----- THE DATA -----
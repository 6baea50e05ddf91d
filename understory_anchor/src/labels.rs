// Copyright 2025 the Understory Authors
// SPDX-License-Identifier: Apache-2.0 OR MIT

//! Semantic labels and label filters.

bitflags::bitflags! {
    /// Semantic classification of an anchor.
    ///
    /// An anchor may carry several labels. Labels are independent of the anchor's geometry kind.
    #[derive(Clone, Copy, Debug, PartialEq, Eq, Hash)]
    pub struct AnchorLabels: u32 {
        /// Floor surface.
        const FLOOR               = 1 << 0;
        /// Ceiling surface.
        const CEILING             = 1 << 1;
        /// Wall face.
        const WALL_FACE           = 1 << 2;
        /// Wall face added to close an open room; not a physical wall.
        const INVISIBLE_WALL_FACE = 1 << 3;
        /// Table.
        const TABLE               = 1 << 4;
        /// Couch or other seating furniture.
        const COUCH               = 1 << 5;
        /// Door frame.
        const DOOR_FRAME          = 1 << 6;
        /// Window frame.
        const WINDOW_FRAME        = 1 << 7;
        /// Storage furniture.
        const STORAGE             = 1 << 8;
        /// Bed.
        const BED                 = 1 << 9;
        /// Screen or monitor.
        const SCREEN              = 1 << 10;
        /// Lamp.
        const LAMP                = 1 << 11;
        /// Plant.
        const PLANT               = 1 << 12;
        /// Wall art.
        const WALL_ART            = 1 << 13;
        /// Triangle mesh covering the whole scanned space.
        const GLOBAL_MESH         = 1 << 14;
        /// Anything else.
        const OTHER               = 1 << 15;

        /// Every label that classifies a wall.
        const WALLS = Self::WALL_FACE.bits() | Self::INVISIBLE_WALL_FACE.bits();
        /// Labels an anchor can be sat on.
        const SEATS = Self::COUCH.bits();
    }
}

impl Default for AnchorLabels {
    fn default() -> Self {
        Self::empty()
    }
}

impl AnchorLabels {
    /// Interchange names of the single labels in this set, in bit order.
    ///
    /// Names come from the flag definitions, so `WALL_FACE` reads as `"WALL_FACE"`. Composite
    /// masks such as [`AnchorLabels::WALLS`] are never yielded. Parse names back with the
    /// generated `from_name`.
    pub fn names(self) -> impl Iterator<Item = &'static str> {
        self.iter_names()
            .filter(|(_, label)| label.bits().is_power_of_two())
            .map(|(name, _)| name)
    }
}

/// Include/exclude filter over labels.
///
/// An anchor passes iff (`included` is empty or it shares at least one included label) and it
/// shares no excluded label. The default filter passes everything.
#[derive(Clone, Copy, Debug, Default, PartialEq, Eq)]
pub struct LabelFilter {
    /// Labels of which at least one must be present. Empty means "any".
    pub included: AnchorLabels,
    /// Labels of which none may be present.
    pub excluded: AnchorLabels,
}

impl LabelFilter {
    /// Filter that passes everything.
    pub const ALL: Self = Self {
        included: AnchorLabels::empty(),
        excluded: AnchorLabels::empty(),
    };

    /// Filter that requires any of `labels`.
    pub const fn including(labels: AnchorLabels) -> Self {
        Self {
            included: labels,
            excluded: AnchorLabels::empty(),
        }
    }

    /// Filter that rejects any of `labels`.
    pub const fn excluding(labels: AnchorLabels) -> Self {
        Self {
            included: AnchorLabels::empty(),
            excluded: labels,
        }
    }

    /// Whether an anchor carrying `labels` passes.
    pub fn passes(&self, labels: AnchorLabels) -> bool {
        (self.included.is_empty() || self.included.intersects(labels))
            && !self.excluded.intersects(labels)
    }
}

#[cfg(test)]
mod tests {
    use super::*;

    #[test]
    fn names_round_trip() {
        let labels = AnchorLabels::TABLE | AnchorLabels::STORAGE;
        let names: Vec<_> = labels.names().collect();
        assert_eq!(names, ["TABLE", "STORAGE"]);
        let parsed = names
            .iter()
            .filter_map(|n| AnchorLabels::from_name(n))
            .fold(AnchorLabels::empty(), |acc, l| acc | l);
        assert_eq!(parsed, labels);
        assert_eq!(AnchorLabels::from_name("SPACESHIP"), None);
        assert_eq!(AnchorLabels::from_name("WALL_FACE"), Some(AnchorLabels::WALL_FACE));
    }

    #[test]
    fn composite_masks_are_not_named() {
        let names: Vec<_> = AnchorLabels::WALLS.names().collect();
        assert_eq!(names, ["WALL_FACE", "INVISIBLE_WALL_FACE"]);
        let seats: Vec<_> = AnchorLabels::SEATS.names().collect();
        assert_eq!(seats, ["COUCH"]);
    }

    #[test]
    fn filter_semantics() {
        let wall = AnchorLabels::WALL_FACE;
        let table_lamp = AnchorLabels::TABLE | AnchorLabels::LAMP;

        assert!(LabelFilter::ALL.passes(wall));
        assert!(LabelFilter::ALL.passes(AnchorLabels::empty()));

        let inc = LabelFilter::including(AnchorLabels::TABLE | AnchorLabels::COUCH);
        assert!(inc.passes(table_lamp));
        assert!(!inc.passes(wall));

        let exc = LabelFilter::excluding(AnchorLabels::LAMP);
        assert!(!exc.passes(table_lamp));
        assert!(exc.passes(wall));

        let both = LabelFilter {
            included: AnchorLabels::TABLE,
            excluded: AnchorLabels::LAMP,
        };
        assert!(!both.passes(table_lamp), "exclusion wins over inclusion");
    }
}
-----
▶ _WORK TO COMPLETE_
The whole block of data above should be printed again verbatim.

▶ _TASK SOLUTION_
repository 6baea50e05ddf91d
filename understory_anchor/src/labels.rs
// Copyright 2025 the Understory Authors
// SPDX-License-Identifier: Apache-2.0 OR MIT

//! Semantic labels and label filters.

bitflags::bitflags! {
    /// Semantic classification of an anchor.
    ///
    /// An anchor may carry several labels. Labels are independent of the anchor's geometry kind.
    #[derive(Clone, Copy, Debug, PartialEq, Eq, Hash)]
    pub struct AnchorLabels: u32 {
        /// Floor surface.
        const FLOOR               = 1 << 0;
        /// Ceiling surface.
        const CEILING             = 1 << 1;
        /// Wall face.
        const WALL_FACE           = 1 << 2;
        /// Wall face added to close an open room; not a physical wall.
        const INVISIBLE_WALL_FACE = 1 << 3;
        /// Table.
        const TABLE               = 1 << 4;
        /// Couch or other seating furniture.
        const COUCH               = 1 << 5;
        /// Door frame.
        const DOOR_FRAME          = 1 << 6;
        /// Window frame.
        const WINDOW_FRAME        = 1 << 7;
        /// Storage furniture.
        const STORAGE             = 1 << 8;
        /// Bed.
        const BED                 = 1 << 9;
        /// Screen or monitor.
        const SCREEN              = 1 << 10;
        /// Lamp.
        const LAMP                = 1 << 11;
        /// Plant.
        const PLANT               = 1 << 12;
        /// Wall art.
        const WALL_ART            = 1 << 13;
        /// Triangle mesh covering the whole scanned space.
        const GLOBAL_MESH         = 1 << 14;
        /// Anything else.
        const OTHER               = 1 << 15;

        /// Every label that classifies a wall.
        const WALLS = Self::WALL_FACE.bits() | Self::INVISIBLE_WALL_FACE.bits();
        /// Labels an anchor can be sat on.
        const SEATS = Self::COUCH.bits();
    }
}

impl Default for AnchorLabels {
    fn default() -> Self {
        Self::empty()
    }
}

impl AnchorLabels {
    /// Interchange names of the single labels in this set, in bit order.
    ///
    /// Names come from the flag definitions, so `WALL_FACE` reads as `"WALL_FACE"`. Composite
    /// masks such as [`AnchorLabels::WALLS`] are never yielded. Parse names back with the
    /// generated `from_name`.
    pub fn names(self) -> impl Iterator<Item = &'static str> {
        self.iter_names()
            .filter(|(_, label)| label.bits().is_power_of_two())
            .map(|(name, _)| name)
    }
}

/// Include/exclude filter over labels.
///
/// An anchor passes iff (`included` is empty or it shares at least one included label) and it
/// shares no excluded label. The default filter passes everything.
#[derive(Clone, Copy, Debug, Default, PartialEq, Eq)]
pub struct LabelFilter {
    /// Labels of which at least one must be present. Empty means "any".
    pub included: AnchorLabels,
    /// Labels of which none may be present.
    pub excluded: AnchorLabels,
}

impl LabelFilter {
    /// Filter that passes everything.
    pub const ALL: Self = Self {
        included: AnchorLabels::empty(),
        excluded: AnchorLabels::empty(),
    };

    /// Filter that requires any of `labels`.
    pub const fn including(labels: AnchorLabels) -> Self {
        Self {
            included: labels,
            excluded: AnchorLabels::empty(),
        }
    }

    /// Filter that rejects any of `labels`.
    pub const fn excluding(labels: AnchorLabels) -> Self {
        Self {
            included: AnchorLabels::empty(),
            excluded: labels,
        }
    }

    /// Whether an anchor carrying `labels` passes.
    pub fn passes(&self, labels: AnchorLabels) -> bool {
        (self.included.is_empty() || self.included.intersects(labels))
            && !self.excluded.intersects(labels)
    }
}

#[cfg(test)]
mod tests {
    use super::*;

    #[test]
    fn names_round_trip() {
        let labels = AnchorLabels::TABLE | AnchorLabels::STORAGE;
        let names: Vec<_> = labels.names().collect();
        assert_eq!(names, ["TABLE", "STORAGE"]);
        let parsed = names
            .iter()
            .filter_map(|n| AnchorLabels::from_name(n))
            .fold(AnchorLabels::empty(), |acc, l| acc | l);
        assert_eq!(parsed, labels);
        assert_eq!(AnchorLabels::from_name("SPACESHIP"), None);
        assert_eq!(AnchorLabels::from_name("WALL_FACE"), Some(AnchorLabels::WALL_FACE));
    }

    #[test]
    fn composite_masks_are_not_named() {
        let names: Vec<_> = AnchorLabels::WALLS.names().collect();
        assert_eq!(names, ["WALL_FACE", "INVISIBLE_WALL_FACE"]);
        let seats: Vec<_> = AnchorLabels::SEATS.names().collect();
        assert_eq!(seats, ["COUCH"]);
    }

    #[test]
    fn filter_semantics() {
        let wall = AnchorLabels::WALL_FACE;
        let table_lamp = AnchorLabels::TABLE | AnchorLabels::LAMP;

        assert!(LabelFilter::ALL.passes(wall));
        assert!(LabelFilter::ALL.passes(AnchorLabels::empty()));

        let inc = LabelFilter::including(AnchorLabels::TABLE | AnchorLabels::COUCH);
        assert!(inc.passes(table_lamp));
        assert!(!inc.passes(wall));

        let exc = LabelFilter::excluding(AnchorLabels::LAMP);
        assert!(!exc.passes(table_lamp));
        assert!(exc.passes(wall));

        let both = LabelFilter {
            included: AnchorLabels::TABLE,
            excluded: AnchorLabels::LAMP,
        };
        assert!(!both.passes(table_lamp), "exclusion wins over inclusion");
    }
}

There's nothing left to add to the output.